▶ Task statement
Reply with one number only: the count of lines below that contain the word "hardware".

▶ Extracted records
* * * * * * * * *
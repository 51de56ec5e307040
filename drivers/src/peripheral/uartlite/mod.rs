//! Xilinx UART Lite Driver
//!
//! The UART Lite is a minimal UART: baud rate, parity and data bits are
//! fixed when the hardware is built. It has 16-byte transmit and receive
//! FIFOs and a single interrupt enable. An interrupt fires when the
//! transmit FIFO goes from holding data to empty, and whenever the
//! receive FIFO holds data.
//!
//! The receiver cannot be disabled, so the receive FIFO may hold stale
//! data. Initialization leaves the FIFOs alone; call
//! [`UartLite::reset_fifos`] to clear them.
//!
//! # Features
//!
//! - Polled, non-blocking [`send`](UartLite::send) / [`recv`](UartLite::recv)
//! - Interrupt-driven transfers with completion handlers
//! - Per-byte parity/framing/overrun accounting in [`UartLiteStats`]
//! - Blocking byte I/O through the [`SerialPort`] HAL
//!
//! The driver provides no locking. Wrap it in
//! [`SharedUartLite`](crate::shared::SharedUartLite) when the interrupt
//! vector and thread context both use it.
//!
//! # Example
//!
//! ```no_run
//! use uartlite::hal::register::Mmio;
//! use uartlite::peripheral::uartlite::{UartLite, UartLiteConfig};
//!
//! let config = UartLiteConfig::new(0, 0x4060_0000, 9600);
//! let mut uart: UartLite<'_, Mmio> = UartLite::new();
//! uart.cfg_initialize(&config, unsafe { config.mmio() })?;
//! uart.send(b"Hello, world!\n")?;
//! # Ok::<(), uartlite::hal::serial::SerialError>(())
//! ```

mod config;
mod cursor;
mod handler;
mod intr;
mod stats;

#[cfg(test)]
pub(crate) mod sim;

pub use config::UartLiteConfig;
pub use handler::TransferHandler;
pub use stats::UartLiteStats;

use alloc::boxed::Box;
use log::{debug, warn};

use self::config::check_base_address;
use self::cursor::TransferCursor;
use crate::hal::register::RegisterBus;
use crate::hal::serial::{NonBlockingSerial, SerialConfig, SerialError, SerialPort};
use crate::hw::uartlite::{
    CONTROL_REG_OFFSET, Control, FIFO_DEPTH, RX_FIFO_OFFSET, RxErrors, STATUS_REG_OFFSET, Status,
    TX_FIFO_OFFSET,
};

type BoxedHandler<'a> = Box<dyn TransferHandler + Send + 'a>;

/// Register window plus the parameters it was bound with.
struct Device<R> {
    bus: R,
    config: UartLiteConfig,
}

/// UART Lite driver instance.
///
/// `'a` is the lifetime of buffers handed over for interrupt-driven
/// transfers and of the registered handlers.
pub struct UartLite<'a, R> {
    device: Option<Device<R>>,
    stats: UartLiteStats,
    send_cursor: Option<TransferCursor<&'a [u8]>>,
    recv_cursor: Option<TransferCursor<&'a mut [u8]>>,
    finished_recv: Option<&'a mut [u8]>,
    send_handler: Option<BoxedHandler<'a>>,
    recv_handler: Option<BoxedHandler<'a>>,
}

impl<'a, R> UartLite<'a, R> {
    /// Create an instance that is not yet bound to hardware.
    ///
    /// Every operation fails with [`SerialError::NotReady`] until
    /// [`cfg_initialize`](Self::cfg_initialize) succeeds.
    pub const fn new() -> Self {
        Self {
            device: None,
            stats: UartLiteStats::new(),
            send_cursor: None,
            recv_cursor: None,
            finished_recv: None,
            send_handler: None,
            recv_handler: None,
        }
    }

    pub fn is_ready(&self) -> bool {
        self.device.is_some()
    }

    /// Parameters the instance was initialized with.
    pub fn config(&self) -> Option<&UartLiteConfig> {
        self.device.as_ref().map(|dev| &dev.config)
    }

    fn device_mut(&mut self) -> Result<&mut Device<R>, SerialError> {
        self.device.as_mut().ok_or(SerialError::NotReady)
    }

    fn ensure_ready(&self) -> Result<(), SerialError> {
        if self.device.is_none() {
            return Err(SerialError::NotReady);
        }
        Ok(())
    }
}

impl<R> Default for UartLite<'_, R> {
    fn default() -> Self {
        Self::new()
    }
}

#[inline]
fn read_status<R: RegisterBus>(bus: &R) -> Status {
    Status::from_bits_retain(bus.read(STATUS_REG_OFFSET))
}

/// Push bytes into the transmit FIFO until it reports full, `FIFO_DEPTH`
/// bytes went in, or `data` runs out.
fn fill_tx_fifo<R: RegisterBus>(bus: &mut R, stats: &mut UartLiteStats, data: &[u8]) -> usize {
    let mut sent = 0;
    while sent < data.len() && sent < FIFO_DEPTH {
        if read_status(bus).contains(Status::TX_FULL) {
            break;
        }
        bus.write(TX_FIFO_OFFSET, data[sent] as u32);
        sent += 1;
    }
    stats.record_transmitted(sent);
    sent
}

/// Pull bytes from the receive FIFO until it is empty, `buf` is full, or
/// `FIFO_DEPTH` bytes came out. Errored bytes are counted and kept.
fn drain_rx_fifo<R: RegisterBus>(bus: &mut R, stats: &mut UartLiteStats, buf: &mut [u8]) -> usize {
    let mut received = 0;
    while received < buf.len() && received < FIFO_DEPTH {
        let status = read_status(bus);
        if !status.contains(Status::RX_VALID_DATA) {
            break;
        }
        buf[received] = bus.read(RX_FIFO_OFFSET) as u8;
        stats.record_rx_errors(status.rx_errors());
        received += 1;
    }
    stats.record_received(received);
    received
}

impl<'a, R: RegisterBus> UartLite<'a, R> {
    /// Bind the instance to its registers and mark it ready.
    ///
    /// `bus` carries the effective base address, which replaces the
    /// physical address in `config` when address translation is in use.
    /// Cursors, handlers and statistics are reset; the hardware FIFOs are
    /// not touched.
    pub fn cfg_initialize(&mut self, config: &UartLiteConfig, bus: R) -> Result<(), SerialError> {
        config.validate()?;
        check_base_address(bus.base_address())?;

        debug!(
            "uartlite{}: ready at {:#x}, {} baud, {} data bits, parity {:?}",
            config.device_id,
            bus.base_address(),
            config.baud_rate,
            config.data_bits.bits(),
            config.parity,
        );

        self.send_cursor = None;
        self.recv_cursor = None;
        self.finished_recv = None;
        self.send_handler = None;
        self.recv_handler = None;
        self.stats.clear();
        self.device = Some(Device {
            bus,
            config: *config,
        });
        Ok(())
    }

    /// Read the raw status register.
    pub fn status(&self) -> Result<Status, SerialError> {
        let dev = self.device.as_ref().ok_or(SerialError::NotReady)?;
        Ok(read_status(&dev.bus))
    }

    /// Clear both hardware FIFOs.
    ///
    /// The interrupt enable is preserved. Cursors are left as they are;
    /// aborting a transfer is up to the caller.
    pub fn reset_fifos(&mut self) -> Result<(), SerialError> {
        let dev = self.device_mut()?;
        let mut control = Control::RESET_TX_FIFO | Control::RESET_RX_FIFO;
        if read_status(&dev.bus).contains(Status::INTR_ENABLED) {
            control |= Control::ENABLE_INTR;
        }
        dev.bus.write(CONTROL_REG_OFFSET, control.bits());
        debug!("uartlite{}: FIFOs reset", dev.config.device_id);
        Ok(())
    }

    /// Polled send: put as much of `data` into the transmit FIFO as fits
    /// and return how many bytes went in.
    ///
    /// Never waits for the FIFO to drain. An interrupt-driven send in
    /// progress is abandoned without calling its handler.
    pub fn send(&mut self, data: &[u8]) -> Result<usize, SerialError> {
        let dev = self.device.as_mut().ok_or(SerialError::NotReady)?;
        if let Some(cursor) = self.send_cursor.take() {
            warn!(
                "uartlite{}: send aborted with {} of {} bytes left",
                dev.config.device_id,
                cursor.remaining(),
                cursor.requested()
            );
        }
        Ok(fill_tx_fifo(&mut dev.bus, &mut self.stats, data))
    }

    /// Polled receive: move whatever the receive FIFO holds into `buf`
    /// and return how many bytes were read.
    ///
    /// Bytes flagged with line errors are delivered and counted in the
    /// statistics. An interrupt-driven receive in progress is abandoned;
    /// its buffer becomes available from
    /// [`take_recv_buffer`](Self::take_recv_buffer).
    pub fn recv(&mut self, buf: &mut [u8]) -> Result<usize, SerialError> {
        let dev = self.device.as_mut().ok_or(SerialError::NotReady)?;
        if let Some(cursor) = self.recv_cursor.take() {
            warn!(
                "uartlite{}: receive aborted after {} of {} bytes",
                dev.config.device_id,
                cursor.transferred(),
                cursor.requested()
            );
            // An active cursor means no finished buffer is waiting.
            debug_assert!(self.finished_recv.is_none());
            self.finished_recv = Some(cursor.into_filled());
        }
        Ok(drain_rx_fifo(&mut dev.bus, &mut self.stats, buf))
    }

    /// Start an interrupt-driven send of `data`.
    ///
    /// The FIFO is primed immediately and the number of bytes queued is
    /// returned; the interrupt handler sends the rest and calls the send
    /// handler once the last byte has left the FIFO.
    pub fn start_send(&mut self, data: &'a [u8]) -> Result<usize, SerialError> {
        let was_enabled = self.mask_interrupt()?;

        if let Some(old) = self.send_cursor.take() {
            warn!("uartlite: replacing send with {} bytes left", old.remaining());
        }

        let dev = self.device.as_mut().ok_or(SerialError::NotReady)?;
        let mut cursor = TransferCursor::new(data);
        let sent = fill_tx_fifo(&mut dev.bus, &mut self.stats, cursor.pending());
        cursor.advance(sent);
        if cursor.requested() > 0 {
            self.send_cursor = Some(cursor);
        }

        self.unmask_interrupt(was_enabled)?;
        Ok(sent)
    }

    /// Start an interrupt-driven receive into `buf`.
    ///
    /// Whatever the FIFO already holds is copied in right away and that
    /// count is returned. If that fills `buf` the transfer is finished on
    /// the spot and no handler runs. Otherwise the interrupt handler keeps
    /// filling it and calls the receive handler when it is full.
    ///
    /// Fails with [`SerialError::Busy`] while another receive is active or
    /// a finished buffer is still waiting for
    /// [`take_recv_buffer`](Self::take_recv_buffer).
    pub fn start_recv(&mut self, buf: &'a mut [u8]) -> Result<usize, SerialError> {
        self.ensure_ready()?;
        if self.recv_cursor.is_some() || self.finished_recv.is_some() {
            return Err(SerialError::Busy);
        }

        let was_enabled = self.mask_interrupt()?;

        let dev = self.device.as_mut().ok_or(SerialError::NotReady)?;
        let mut cursor = TransferCursor::new(buf);
        let received = drain_rx_fifo(&mut dev.bus, &mut self.stats, cursor.unfilled_mut());
        cursor.advance(received);
        if cursor.is_complete() {
            self.finished_recv = Some(cursor.into_filled());
        } else {
            self.recv_cursor = Some(cursor);
        }

        self.unmask_interrupt(was_enabled)?;
        Ok(received)
    }

    /// Reclaim the buffer of the last finished or abandoned receive,
    /// trimmed to the bytes it actually holds.
    pub fn take_recv_buffer(&mut self) -> Option<&'a mut [u8]> {
        self.finished_recv.take()
    }

    /// Cancel the active interrupt-driven receive and hand back the bytes
    /// it collected. No handler runs.
    pub fn abort_recv(&mut self) -> Option<&'a mut [u8]> {
        let cursor = self.recv_cursor.take()?;
        debug!(
            "uartlite: receive aborted after {} of {} bytes",
            cursor.transferred(),
            cursor.requested()
        );
        Some(cursor.into_filled())
    }

    /// Bytes still expected by the active interrupt-driven receive.
    pub fn recv_remaining(&self) -> usize {
        self.recv_cursor.as_ref().map_or(0, |c| c.remaining())
    }

    /// Bytes of the active interrupt-driven send not yet in the FIFO.
    pub fn send_remaining(&self) -> usize {
        self.send_cursor.as_ref().map_or(0, |c| c.remaining())
    }

    /// True while a send has bytes left or the transmit FIFO still holds
    /// data.
    pub fn is_sending(&self) -> Result<bool, SerialError> {
        let hw_busy = !self.status()?.contains(Status::TX_EMPTY);
        Ok(hw_busy || self.send_remaining() > 0)
    }

    /// Snapshot of the statistics.
    pub fn stats(&self) -> Result<UartLiteStats, SerialError> {
        self.ensure_ready()?;
        Ok(self.stats)
    }

    pub fn clear_stats(&mut self) -> Result<(), SerialError> {
        self.ensure_ready()?;
        self.stats.clear();
        Ok(())
    }

    /// Check basic register connectivity.
    ///
    /// Resets the FIFOs, after which the status register must read "TX
    /// FIFO empty" and nothing else (the interrupt-enable bit aside).
    pub fn self_test(&mut self) -> Result<(), SerialError> {
        self.reset_fifos()?;
        let status = self.status()?.difference(Status::INTR_ENABLED);
        if status != Status::TX_EMPTY {
            warn!("uartlite: self-test failed, status {:#04x}", status.bits());
            return Err(SerialError::SelfTestFailed);
        }
        Ok(())
    }

    /// Read one byte and the line errors flagged for it, if one is
    /// available.
    pub fn try_read_byte_with_status(&mut self) -> Result<(u8, RxErrors), SerialError> {
        let dev = self.device.as_mut().ok_or(SerialError::NotReady)?;
        let status = read_status(&dev.bus);
        if !status.contains(Status::RX_VALID_DATA) {
            return Err(SerialError::WouldBlock);
        }
        let byte = dev.bus.read(RX_FIFO_OFFSET) as u8;
        let errors = status.rx_errors();
        self.stats.record_rx_errors(errors);
        self.stats.record_received(1);
        Ok((byte, errors))
    }
}

// ============================================================================
// HAL Implementation
// ============================================================================

impl<R: RegisterBus> SerialPort for UartLite<'_, R> {
    type Error = SerialError;

    /// Line settings are fixed in hardware; this only accepts the
    /// configuration the device was built with.
    fn configure(&mut self, config: SerialConfig) -> Result<(), SerialError> {
        let dev = self.device.as_ref().ok_or(SerialError::NotReady)?;
        if dev.config.serial_config() != config {
            return Err(SerialError::InvalidConfig);
        }
        Ok(())
    }

    fn write_byte(&mut self, byte: u8) -> Result<(), SerialError> {
        loop {
            match self.try_write_byte(byte) {
                Err(SerialError::WouldBlock) => core::hint::spin_loop(),
                other => return other,
            }
        }
    }

    fn read_byte(&mut self) -> Result<u8, SerialError> {
        loop {
            match self.try_read_byte() {
                Err(SerialError::WouldBlock) => core::hint::spin_loop(),
                other => return other,
            }
        }
    }

    fn flush(&mut self) -> Result<(), SerialError> {
        while !self.status()?.contains(Status::TX_EMPTY) {
            core::hint::spin_loop();
        }
        Ok(())
    }

    fn is_busy(&self) -> bool {
        self.is_sending().unwrap_or(false)
    }
}

impl<R: RegisterBus> NonBlockingSerial for UartLite<'_, R> {
    fn try_write_byte(&mut self, byte: u8) -> Result<(), SerialError> {
        let dev = self.device.as_mut().ok_or(SerialError::NotReady)?;
        if read_status(&dev.bus).contains(Status::TX_FULL) {
            return Err(SerialError::WouldBlock);
        }
        dev.bus.write(TX_FIFO_OFFSET, byte as u32);
        self.stats.record_transmitted(1);
        Ok(())
    }

    fn try_read_byte(&mut self) -> Result<u8, SerialError> {
        self.try_read_byte_with_status().map(|(byte, _)| byte)
    }
}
* * * * * * * * *
▶ Exercise output
5